* Record excerpts
+--

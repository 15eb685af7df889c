//! Postgres-backed seed store.

use async_trait::async_trait;
use sqlx::{postgres::PgRow, Postgres, Row, Transaction};
use uuid::Uuid;

use super::{
    BrandRecord, CartRecord, CategoryRecord, DbPool, EntityKind, NewBrand, NewCategory,
    NewProduct, NewStore, NewTag, NewUser, ProductRecord, SeedStore, SeedTransaction,
    StoreRecord, TagRecord, UserRecord,
};
use crate::error::RepositoryError;
use crate::seed::model::{SellerType, UserRole};

#[derive(Clone)]
pub struct PgSeedStore {
    pool: DbPool,
}

impl PgSeedStore {
    pub fn new(pool: DbPool) -> Self {
        Self { pool }
    }

    pub fn pool(&self) -> &DbPool {
        &self.pool
    }
}

#[async_trait]
impl SeedStore for PgSeedStore {
    async fn count(&self, kind: EntityKind) -> Result<i64, RepositoryError> {
        let sql = format!("SELECT COUNT(*) FROM {}", kind.table());
        let count: i64 = sqlx::query_scalar::<_, i64>(&sql)
            .fetch_one(&self.pool)
            .await?;
        Ok(count)
    }

    async fn begin(&self) -> Result<Box<dyn SeedTransaction>, RepositoryError> {
        let tx = self.pool.begin().await?;
        Ok(Box::new(PgSeedTransaction { tx }))
    }
}

pub struct PgSeedTransaction {
    tx: Transaction<'static, Postgres>,
}

fn user_from_row(row: &PgRow) -> Result<UserRecord, RepositoryError> {
    let role: String = row.try_get("role")?;
    let role = UserRole::parse(&role).ok_or(RepositoryError::InvalidValue {
        column: "users.role",
        value: role,
    })?;
    let seller_type: Option<String> = row.try_get("seller_type")?;
    let seller_type = match seller_type {
        Some(value) => Some(SellerType::parse(&value).ok_or(RepositoryError::InvalidValue {
            column: "users.seller_type",
            value,
        })?),
        None => None,
    };

    Ok(UserRecord {
        id: row.try_get("id")?,
        username: row.try_get("username")?,
        email: row.try_get("email")?,
        role,
        seller_type,
    })
}

#[async_trait]
impl SeedTransaction for PgSeedTransaction {
    async fn delete_all(&mut self, kind: EntityKind) -> Result<(), RepositoryError> {
        let sql = format!("TRUNCATE TABLE {} CASCADE", kind.table());
        sqlx::query(&sql).execute(&mut *self.tx).await?;
        Ok(())
    }

    async fn load_users(&mut self) -> Result<Vec<UserRecord>, RepositoryError> {
        let rows = sqlx::query(
            "SELECT id, username, email, role, seller_type FROM users ORDER BY username",
        )
        .fetch_all(&mut *self.tx)
        .await?;

        rows.iter().map(user_from_row).collect()
    }

    async fn insert_user(&mut self, user: &NewUser) -> Result<UserRecord, RepositoryError> {
        let id = Uuid::new_v4();
        sqlx::query(
            r#"
            INSERT INTO users (
                id, username, email, password_hash, first_name, last_name,
                phone, address, role, seller_type, active, email_verified
            )
            VALUES ($1, $2, $3, $4, $5, $6, $7, $8, $9, $10, TRUE, TRUE)
            "#,
        )
        .bind(id)
        .bind(&user.username)
        .bind(&user.email)
        .bind(&user.password_hash)
        .bind(&user.first_name)
        .bind(&user.last_name)
        .bind(&user.phone)
        .bind(&user.address)
        .bind(user.role.as_str())
        .bind(user.seller_type.map(|t| t.as_str()))
        .execute(&mut *self.tx)
        .await?;

        Ok(UserRecord {
            id,
            username: user.username.clone(),
            email: user.email.clone(),
            role: user.role,
            seller_type: user.seller_type,
        })
    }

    async fn insert_category(
        &mut self,
        category: &NewCategory,
    ) -> Result<CategoryRecord, RepositoryError> {
        let id = Uuid::new_v4();
        sqlx::query(
            r#"
            INSERT INTO categories (
                id, name, description, image_url, slug, path, depth, display_order,
                parent_id, active
            )
            VALUES ($1, $2, $3, $4, $5, $6, $7, $8, $9, TRUE)
            "#,
        )
        .bind(id)
        .bind(&category.name)
        .bind(&category.description)
        .bind(&category.image_url)
        .bind(&category.slug)
        .bind(&category.path)
        .bind(category.depth)
        .bind(category.display_order)
        .bind(category.parent_id)
        .execute(&mut *self.tx)
        .await?;

        Ok(CategoryRecord {
            id,
            name: category.name.clone(),
            description: category.description.clone(),
            image_url: category.image_url.clone(),
            slug: category.slug.clone(),
            path: category.path.clone(),
            depth: category.depth,
            display_order: category.display_order,
            parent_id: category.parent_id,
        })
    }

    async fn insert_brand(&mut self, brand: &NewBrand) -> Result<BrandRecord, RepositoryError> {
        let id: Uuid = sqlx::query_scalar(
            r#"
            INSERT INTO brands (id, name, description, logo_url, active)
            VALUES ($1, $2, $3, $4, TRUE)
            RETURNING id
            "#,
        )
        .bind(Uuid::new_v4())
        .bind(&brand.name)
        .bind(&brand.description)
        .bind(&brand.logo_url)
        .fetch_one(&mut *self.tx)
        .await?;

        Ok(BrandRecord {
            id,
            name: brand.name.clone(),
        })
    }

    async fn insert_tag(&mut self, tag: &NewTag) -> Result<TagRecord, RepositoryError> {
        let id: Uuid = sqlx::query_scalar(
            "INSERT INTO tags (id, name, slug) VALUES ($1, $2, $3) RETURNING id",
        )
        .bind(Uuid::new_v4())
        .bind(&tag.name)
        .bind(&tag.slug)
        .fetch_one(&mut *self.tx)
        .await?;

        Ok(TagRecord {
            id,
            name: tag.name.clone(),
        })
    }

    async fn insert_store(&mut self, store: &NewStore) -> Result<StoreRecord, RepositoryError> {
        let id: Uuid = sqlx::query_scalar(
            r#"
            INSERT INTO stores (
                id, name, seller_id, description, seller_type, address, phone, email, logo_url, active
            )
            VALUES ($1, $2, $3, $4, $5, $6, $7, $8, $9, TRUE)
            RETURNING id
            "#,
        )
        .bind(Uuid::new_v4())
        .bind(&store.name)
        .bind(store.seller_id)
        .bind(&store.description)
        .bind(store.seller_type.map(|t| t.as_str()))
        .bind(&store.address)
        .bind(&store.phone)
        .bind(&store.email)
        .bind(&store.logo_url)
        .fetch_one(&mut *self.tx)
        .await?;

        Ok(StoreRecord {
            id,
            name: store.name.clone(),
            seller_id: store.seller_id,
        })
    }

    async fn insert_product(
        &mut self,
        product: &NewProduct,
    ) -> Result<ProductRecord, RepositoryError> {
        let id: Uuid = sqlx::query_scalar(
            r#"
            INSERT INTO products (
                id, name, sku, description, price, discount_price, stock_quantity,
                category_id, store_id, brand_id, featured, status
            )
            VALUES ($1, $2, $3, $4, $5, $6, $7, $8, $9, $10, $11, $12)
            RETURNING id
            "#,
        )
        .bind(Uuid::new_v4())
        .bind(&product.name)
        .bind(&product.sku)
        .bind(&product.description)
        .bind(product.price)
        .bind(product.discount_price)
        .bind(product.stock_quantity)
        .bind(product.category_id)
        .bind(product.store_id)
        .bind(product.brand_id)
        .bind(product.featured)
        .bind(if product.active { "ACTIVE" } else { "INACTIVE" })
        .fetch_one(&mut *self.tx)
        .await?;

        for tag_id in &product.tag_ids {
            sqlx::query(
                r#"
                INSERT INTO product_tags (product_id, tag_id)
                VALUES ($1, $2)
                ON CONFLICT DO NOTHING
                "#,
            )
            .bind(id)
            .bind(tag_id)
            .execute(&mut *self.tx)
            .await?;
        }

        Ok(ProductRecord {
            id,
            name: product.name.clone(),
            sku: product.sku.clone(),
            category_id: product.category_id,
            store_id: product.store_id,
            brand_id: product.brand_id,
        })
    }

    async fn insert_cart(&mut self, user_id: Uuid) -> Result<CartRecord, RepositoryError> {
        let id: Uuid =
            sqlx::query_scalar("INSERT INTO carts (id, user_id) VALUES ($1, $2) RETURNING id")
                .bind(Uuid::new_v4())
                .bind(user_id)
                .fetch_one(&mut *self.tx)
                .await?;

        Ok(CartRecord { id, user_id })
    }

    async fn commit(self: Box<Self>) -> Result<(), RepositoryError> {
        let this = *self;
        this.tx.commit().await?;
        Ok(())
    }

    async fn rollback(self: Box<Self>) -> Result<(), RepositoryError> {
        let this = *self;
        this.tx.rollback().await?;
        Ok(())
    }
}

+--

* Your assignment
Among the records above, find each line containing the string "parse" and copy it.

* Exercise output
    let role = UserRole::parse(&role).ok_or(RepositoryError::InvalidValue {
        Some(value) => Some(SellerType::parse(&value).ok_or(RepositoryError::InvalidValue {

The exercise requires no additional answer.